**Task directions:**
Every record shown here needs to be repeated exactly.
───── Given data ─────
// SPDX-License-Identifier: MPL-2.0

//! Integration tests for configuration module

use edgeview::{AppError, ChromaLayout, Config, RenderBackend};
use std::path::PathBuf;

fn temp_path(name: &str) -> PathBuf {
    std::env::temp_dir()
        .join(format!("edgeview-test-{}-{}", std::process::id(), name))
        .join("config.json")
}

#[test]
fn test_config_default() {
    let config = Config::default();

    assert!(config.edge_detection, "Edge detection should be on by default");
    assert_eq!(config.render_backend, RenderBackend::Wgpu);
    assert_eq!(config.test_pattern_layout, ChromaLayout::Planar);
    assert_eq!(config.test_pattern_fps, 30);
    assert_eq!(config.viewport(), (640, 480));
    assert_eq!(config.max_images, 2);
}

#[test]
fn test_missing_file_gives_defaults() {
    let path = temp_path("missing");
    assert_eq!(Config::load_from(&path).unwrap(), Config::default());
}

#[test]
fn test_save_then_load() {
    let path = temp_path("save");
    let config = Config {
        edge_detection: false,
        render_backend: RenderBackend::Software,
        test_pattern_layout: ChromaLayout::Interleaved,
        ..Default::default()
    };

    config.save_to(&path).unwrap();
    assert_eq!(Config::load_from(&path).unwrap(), config);

    let _ = std::fs::remove_dir_all(path.parent().unwrap());
}

#[test]
fn test_partial_file_fills_in_defaults() {
    let path = temp_path("partial");
    std::fs::create_dir_all(path.parent().unwrap()).unwrap();
    std::fs::write(&path, r#"{ "render_backend": "Software" }"#).unwrap();

    let config = Config::load_from(&path).unwrap();
    assert_eq!(config.render_backend, RenderBackend::Software);
    assert!(config.edge_detection);

    let _ = std::fs::remove_dir_all(path.parent().unwrap());
}

#[test]
fn test_malformed_file_is_config_error() {
    let path = temp_path("malformed");
    std::fs::create_dir_all(path.parent().unwrap()).unwrap();
    std::fs::write(&path, "{ not json").unwrap();

    assert!(matches!(Config::load_from(&path), Err(AppError::Config(_))));

    let _ = std::fs::remove_dir_all(path.parent().unwrap());
}
impl WgpuContext {
    /// Create a device and an offscreen target of the given size
    ///
    /// Blocks on device creation; call from the render thread.
    pub fn new(width: u32, height: u32) -> Result<Self, RenderError> {
        let (device, queue, info) = pollster::block_on(create_render_device("edgeview-render"))?;
        info!(
            adapter = %info.adapter_name,
            backend = ?info.backend,
            width,
            height,
            "wgpu context ready"
        );

        let bind_group_layout = device.create_bind_group_layout(&wgpu::BindGroupLayoutDescriptor {
            label: Some("preview_bind_group_layout"),
            entries: &[
                wgpu::BindGroupLayoutEntry {
                    binding: 0,
                    visibility: wgpu::ShaderStages::FRAGMENT,
                    ty: wgpu::BindingType::Texture {
                        sample_type: wgpu::TextureSampleType::Float { filterable: true },
                        view_dimension: wgpu::TextureViewDimension::D2,
                        multisampled: false,
                    },
                    count: None,
                },
                wgpu::BindGroupLayoutEntry {
                    binding: 1,
                    visibility: wgpu::ShaderStages::FRAGMENT,
                    ty: wgpu::BindingType::Sampler(wgpu::SamplerBindingType::Filtering),
                    count: None,
                },
            ],
        });

        let pipeline_layout = device.create_pipeline_layout(&wgpu::PipelineLayoutDescriptor {
            label: Some("preview_pipeline_layout"),
            bind_group_layouts: &[&bind_group_layout],
            push_constant_ranges: &[],
        });

        let vertex_buffer = device.create_buffer(&wgpu::BufferDescriptor {
            label: Some("preview_quad_vertices"),
            size: std::mem::size_of::<[QuadVertex; 4]>() as u64,
            usage: wgpu::BufferUsages::VERTEX | wgpu::BufferUsages::COPY_DST,
            mapped_at_creation: false,
        });

        let target = create_target(&device, width, height);

        Ok(Self {
            device,
            queue,
            adapter_name: info.adapter_name,
            bind_group_layout,
            pipeline_layout,
            pipelines: Vec::new(),
            vertex_buffer,
            textures: HashMap::new(),
            next_texture: 1,
            bound: None,
            target,
            width,
            height,
            pending_clear: None,
        })
    }

    /// Name of the adapter the device was created on
    pub fn adapter_name(&self) -> &str {
        &self.adapter_name
    }

    fn write_texture(&self, texture: &wgpu::Texture, width: u32, height: u32, rgba: &[u8]) {
        self.queue.write_texture(
            wgpu::TexelCopyTextureInfo {
                texture,
                mip_level: 0,
                origin: wgpu::Origin3d::ZERO,
                aspect: wgpu::TextureAspect::All,
            },
            rgba,
            wgpu::TexelCopyBufferLayout {
                offset: 0,
                bytes_per_row: Some(width * 4),
                rows_per_image: Some(height),
            },
            wgpu::Extent3d {
                width,
                height,
                depth_or_array_layers: 1,
            },
        );
    }

    /// Encode one render pass: pending clear (or load) plus an optional quad
    fn submit_pass(&mut self, draw: Option<(ProgramId, TextureId)>) -> Result<(), RenderError> {
        let load = match self.pending_clear.take() {
            Some([r, g, b, a]) => wgpu::LoadOp::Clear(wgpu::Color {
                r: r as f64,
                g: g as f64,
                b: b as f64,
                a: a as f64,
            }),
            None => wgpu::LoadOp::Load,
        };

        let draw = match draw {
            Some((program, texture)) => {
                let pipeline = self
                    .pipelines
                    .get(program.0 as usize)
                    .ok_or_else(|| RenderError::Shader(format!("unknown program {}", program.0)))?;
                let storage = self
                    .textures
                    .get(&texture)
                    .and_then(|t| t.storage.as_ref())
                    .ok_or(RenderError::InvalidTexture)?;
                Some((pipeline, &storage.bind_group))
            }
            None => None,
        };

        let view = self
            .target
            .create_view(&wgpu::TextureViewDescriptor::default());
        let mut encoder = self
            .device
            .create_command_encoder(&wgpu::CommandEncoderDescriptor {
                label: Some("preview_encoder"),
            });

        {
            let mut pass = encoder.begin_render_pass(&wgpu::RenderPassDescriptor {
                label: Some("preview_pass"),
                color_attachments: &[Some(wgpu::RenderPassColorAttachment {
                    view: &view,
                    depth_slice: None,
                    resolve_target: None,
                    ops: wgpu::Operations {
                        load,
                        store: wgpu::StoreOp::Store,
                    },
                })],
                depth_stencil_attachment: None,
                timestamp_writes: None,
                occlusion_query_set: None,
            });

            if let Some((pipeline, bind_group)) = draw {
                pass.set_pipeline(pipeline);
                pass.set_bind_group(0, bind_group, &[]);
                pass.set_vertex_buffer(0, self.vertex_buffer.slice(..));
                pass.draw(0..4, 0..1);
            }
        }

        self.queue.submit(std::iter::once(encoder.finish()));
        Ok(())
    }
}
─────
**Final answer:**
// SPDX-License-Identifier: MPL-2.0

//! Integration tests for configuration module

use edgeview::{AppError, ChromaLayout, Config, RenderBackend};
use std::path::PathBuf;

fn temp_path(name: &str) -> PathBuf {
    std::env::temp_dir()
        .join(format!("edgeview-test-{}-{}", std::process::id(), name))
        .join("config.json")
}

#[test]
fn test_config_default() {
    let config = Config::default();

    assert!(config.edge_detection, "Edge detection should be on by default");
    assert_eq!(config.render_backend, RenderBackend::Wgpu);
    assert_eq!(config.test_pattern_layout, ChromaLayout::Planar);
    assert_eq!(config.test_pattern_fps, 30);
    assert_eq!(config.viewport(), (640, 480));
    assert_eq!(config.max_images, 2);
}

#[test]
fn test_missing_file_gives_defaults() {
    let path = temp_path("missing");
    assert_eq!(Config::load_from(&path).unwrap(), Config::default());
}

#[test]
fn test_save_then_load() {
    let path = temp_path("save");
    let config = Config {
        edge_detection: false,
        render_backend: RenderBackend::Software,
        test_pattern_layout: ChromaLayout::Interleaved,
        ..Default::default()
    };

    config.save_to(&path).unwrap();
    assert_eq!(Config::load_from(&path).unwrap(), config);

    let _ = std::fs::remove_dir_all(path.parent().unwrap());
}

#[test]
fn test_partial_file_fills_in_defaults() {
    let path = temp_path("partial");
    std::fs::create_dir_all(path.parent().unwrap()).unwrap();
    std::fs::write(&path, r#"{ "render_backend": "Software" }"#).unwrap();

    let config = Config::load_from(&path).unwrap();
    assert_eq!(config.render_backend, RenderBackend::Software);
    assert!(config.edge_detection);

    let _ = std::fs::remove_dir_all(path.parent().unwrap());
}

#[test]
fn test_malformed_file_is_config_error() {
    let path = temp_path("malformed");
    std::fs::create_dir_all(path.parent().unwrap()).unwrap();
    std::fs::write(&path, "{ not json").unwrap();

    assert!(matches!(Config::load_from(&path), Err(AppError::Config(_))));

    let _ = std::fs::remove_dir_all(path.parent().unwrap());
}
impl WgpuContext {
    /// Create a device and an offscreen target of the given size
    ///
    /// Blocks on device creation; call from the render thread.
    pub fn new(width: u32, height: u32) -> Result<Self, RenderError> {
        let (device, queue, info) = pollster::block_on(create_render_device("edgeview-render"))?;
        info!(
            adapter = %info.adapter_name,
            backend = ?info.backend,
            width,
            height,
            "wgpu context ready"
        );

        let bind_group_layout = device.create_bind_group_layout(&wgpu::BindGroupLayoutDescriptor {
            label: Some("preview_bind_group_layout"),
            entries: &[
                wgpu::BindGroupLayoutEntry {
                    binding: 0,
                    visibility: wgpu::ShaderStages::FRAGMENT,
                    ty: wgpu::BindingType::Texture {
                        sample_type: wgpu::TextureSampleType::Float { filterable: true },
                        view_dimension: wgpu::TextureViewDimension::D2,
                        multisampled: false,
                    },
                    count: None,
                },
                wgpu::BindGroupLayoutEntry {
                    binding: 1,
                    visibility: wgpu::ShaderStages::FRAGMENT,
                    ty: wgpu::BindingType::Sampler(wgpu::SamplerBindingType::Filtering),
                    count: None,
                },
            ],
        });

        let pipeline_layout = device.create_pipeline_layout(&wgpu::PipelineLayoutDescriptor {
            label: Some("preview_pipeline_layout"),
            bind_group_layouts: &[&bind_group_layout],
            push_constant_ranges: &[],
        });

        let vertex_buffer = device.create_buffer(&wgpu::BufferDescriptor {
            label: Some("preview_quad_vertices"),
            size: std::mem::size_of::<[QuadVertex; 4]>() as u64,
            usage: wgpu::BufferUsages::VERTEX | wgpu::BufferUsages::COPY_DST,
            mapped_at_creation: false,
        });

        let target = create_target(&device, width, height);

        Ok(Self {
            device,
            queue,
            adapter_name: info.adapter_name,
            bind_group_layout,
            pipeline_layout,
            pipelines: Vec::new(),
            vertex_buffer,
            textures: HashMap::new(),
            next_texture: 1,
            bound: None,
            target,
            width,
            height,
            pending_clear: None,
        })
    }

    /// Name of the adapter the device was created on
    pub fn adapter_name(&self) -> &str {
        &self.adapter_name
    }

    fn write_texture(&self, texture: &wgpu::Texture, width: u32, height: u32, rgba: &[u8]) {
        self.queue.write_texture(
            wgpu::TexelCopyTextureInfo {
                texture,
                mip_level: 0,
                origin: wgpu::Origin3d::ZERO,
                aspect: wgpu::TextureAspect::All,
            },
            rgba,
            wgpu::TexelCopyBufferLayout {
                offset: 0,
                bytes_per_row: Some(width * 4),
                rows_per_image: Some(height),
            },
            wgpu::Extent3d {
                width,
                height,
                depth_or_array_layers: 1,
            },
        );
    }

    /// Encode one render pass: pending clear (or load) plus an optional quad
    fn submit_pass(&mut self, draw: Option<(ProgramId, TextureId)>) -> Result<(), RenderError> {
        let load = match self.pending_clear.take() {
            Some([r, g, b, a]) => wgpu::LoadOp::Clear(wgpu::Color {
                r: r as f64,
                g: g as f64,
                b: b as f64,
                a: a as f64,
            }),
            None => wgpu::LoadOp::Load,
        };

        let draw = match draw {
            Some((program, texture)) => {
                let pipeline = self
                    .pipelines
                    .get(program.0 as usize)
                    .ok_or_else(|| RenderError::Shader(format!("unknown program {}", program.0)))?;
                let storage = self
                    .textures
                    .get(&texture)
                    .and_then(|t| t.storage.as_ref())
                    .ok_or(RenderError::InvalidTexture)?;
                Some((pipeline, &storage.bind_group))
            }
            None => None,
        };

        let view = self
            .target
            .create_view(&wgpu::TextureViewDescriptor::default());
        let mut encoder = self
            .device
            .create_command_encoder(&wgpu::CommandEncoderDescriptor {
                label: Some("preview_encoder"),
            });

        {
            let mut pass = encoder.begin_render_pass(&wgpu::RenderPassDescriptor {
                label: Some("preview_pass"),
                color_attachments: &[Some(wgpu::RenderPassColorAttachment {
                    view: &view,
                    depth_slice: None,
                    resolve_target: None,
                    ops: wgpu::Operations {
                        load,
                        store: wgpu::StoreOp::Store,
                    },
                })],
                depth_stencil_attachment: None,
                timestamp_writes: None,
                occlusion_query_set: None,
            });

            if let Some((pipeline, bind_group)) = draw {
                pass.set_pipeline(pipeline);
                pass.set_bind_group(0, bind_group, &[]);
                pass.set_vertex_buffer(0, self.vertex_buffer.slice(..));
                pass.draw(0..4, 0..1);
            }
        }

        self.queue.submit(std::iter::once(encoder.finish()));
        Ok(())
    }
}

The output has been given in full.